Keywords: object-centric, continual learning, representation learning, hypernetwork
Abstract: We propose a framework to continuously learn object-centric representations for visual learning and understanding. Existing object-centric representations either rely on supervisions that individualize objects in the scene, or perform unsupervised disentanglement that can hardly deal with complex scenes in the real world. To mitigate the annotation burden and relax the constraints on the statistical complexity of the data, our method leverages interactions to effectively sample diverse variations of an object and the corresponding training signals while learning the object-centric representations. Throughout learning, objects are streamed one by one in random order with unknown identities, and are associated with latent codes that can synthesize discriminative weights for each object through a convolutional hypernetwork.

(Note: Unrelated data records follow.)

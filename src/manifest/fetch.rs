//! Manifest retrieval outside the catalog client
//!
//! Some accounts are paired with a device that hands out manifest URLs for
//! protected high-resolution streams. [`DeviceManifestLocator`] asks that device;
//! [`HttpManifestFetcher`] downloads the playlist the URL points at.

use super::ManifestDocument;
use crate::error::{Error, Result};
use crate::types::Account;
use std::time::Duration;
use tokio::io::{AsyncBufReadExt, AsyncWriteExt, BufReader};
use tokio::net::TcpStream;
use url::Url;

/// Timeout for one manifest download
const MANIFEST_FETCH_TIMEOUT_SECS: u64 = 30;

/// Downloads a manifest document from a URL
#[async_trait::async_trait]
pub trait ManifestFetcher: Send + Sync {
    /// Fetch the document at `url`
    async fn fetch(&self, url: &Url) -> Result<ManifestDocument>;
}

/// Production [`ManifestFetcher`] backed by reqwest
#[derive(Clone, Debug)]
pub struct HttpManifestFetcher {
    client: reqwest::Client,
}

impl HttpManifestFetcher {
    /// Create a fetcher with the default timeout
    pub fn new() -> Result<Self> {
        let client = reqwest::Client::builder()
            .timeout(Duration::from_secs(MANIFEST_FETCH_TIMEOUT_SECS))
            .build()
            .map_err(|e| Error::Other(format!("Failed to create HTTP client: {}", e)))?;
        Ok(Self { client })
    }

    /// Wrap an existing client (shared connection pool, custom TLS, ...)
    pub fn with_client(client: reqwest::Client) -> Self {
        Self { client }
    }
}

#[async_trait::async_trait]
impl ManifestFetcher for HttpManifestFetcher {
    async fn fetch(&self, url: &Url) -> Result<ManifestDocument> {
        let response = self.client.get(url.clone()).send().await.map_err(|e| {
            if e.is_timeout() {
                Error::FetchFailure(format!("timeout fetching manifest {url}"))
            } else {
                Error::Network(e)
            }
        })?;

        if !response.status().is_success() {
            return Err(Error::FetchFailure(format!(
                "HTTP {} fetching manifest {}",
                response.status(),
                url
            )));
        }

        // Redirects change the base relative URIs resolve against
        let final_url = response.url().clone();
        let body = response.text().await?;
        tracing::debug!(url = %final_url, bytes = body.len(), "Fetched manifest");
        Ok(ManifestDocument::new(final_url, body))
    }
}

/// Looks up a manifest URL for an item out of band
#[async_trait::async_trait]
pub trait ManifestLocator: Send + Sync {
    /// Manifest URL for `item_id`, or `None` if the source has nothing for it
    async fn locate(&self, item_id: &str, account: &Account) -> Result<Option<Url>>;
}

/// [`ManifestLocator`] that queries the account's device endpoint over TCP
///
/// Request: one length byte followed by the item id. Response: one line holding
/// the manifest URL, empty when the device has none.
#[derive(Clone, Debug)]
pub struct DeviceManifestLocator {
    timeout: Duration,
}

impl DeviceManifestLocator {
    /// Create a locator giving up after `timeout`
    pub fn new(timeout: Duration) -> Self {
        Self { timeout }
    }

    async fn query(endpoint: &str, item_id: &str) -> Result<Option<Url>> {
        let id = item_id.as_bytes();
        let len = u8::try_from(id.len()).map_err(|_| {
            Error::FetchFailure(format!("item id too long for device request: {item_id}"))
        })?;

        let mut stream = TcpStream::connect(endpoint).await?;
        stream.write_all(&[len]).await?;
        stream.write_all(id).await?;
        stream.flush().await?;

        let mut reader = BufReader::new(stream);
        let mut line = String::new();
        reader.read_line(&mut line).await?;

        let line = line.trim();
        if line.is_empty() {
            return Ok(None);
        }
        Url::parse(line)
            .map(Some)
            .map_err(|e| Error::FetchFailure(format!("device returned invalid URL {line}: {e}")))
    }
}

#[async_trait::async_trait]
impl ManifestLocator for DeviceManifestLocator {
    async fn locate(&self, item_id: &str, account: &Account) -> Result<Option<Url>> {
        let Some(endpoint) = account.device_endpoint.as_deref() else {
            return Ok(None);
        };

        match tokio::time::timeout(self.timeout, Self::query(endpoint, item_id)).await {
            Ok(result) => {
                if let Ok(Some(url)) = &result {
                    tracing::debug!(item_id, endpoint, url = %url, "Device returned manifest");
                }
                result
            }
            Err(_) => Err(Error::FetchFailure(format!(
                "device endpoint {endpoint} timed out after {:?}",
                self.timeout
            ))),
        }
    }
}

Moreover, re-identification of learned objects and forgetting prevention are employed to make the learning process efficient and robust. We perform an extensive study of the key features of the proposed framework and analyze the characteristics of the learned representations. Furthermore, we demonstrate the capability of the proposed framework in learning representations that can improve label efficiency in downstream tasks. Our code and trained models are made publicly available at: https://github.com/pptrick/Object-Pursuit.
One-sentence Summary: We propose a novel framework named object pursuit that can continuously learn object-centric representations using training data collected from interactions with individual objects.
Supplementary Material: zip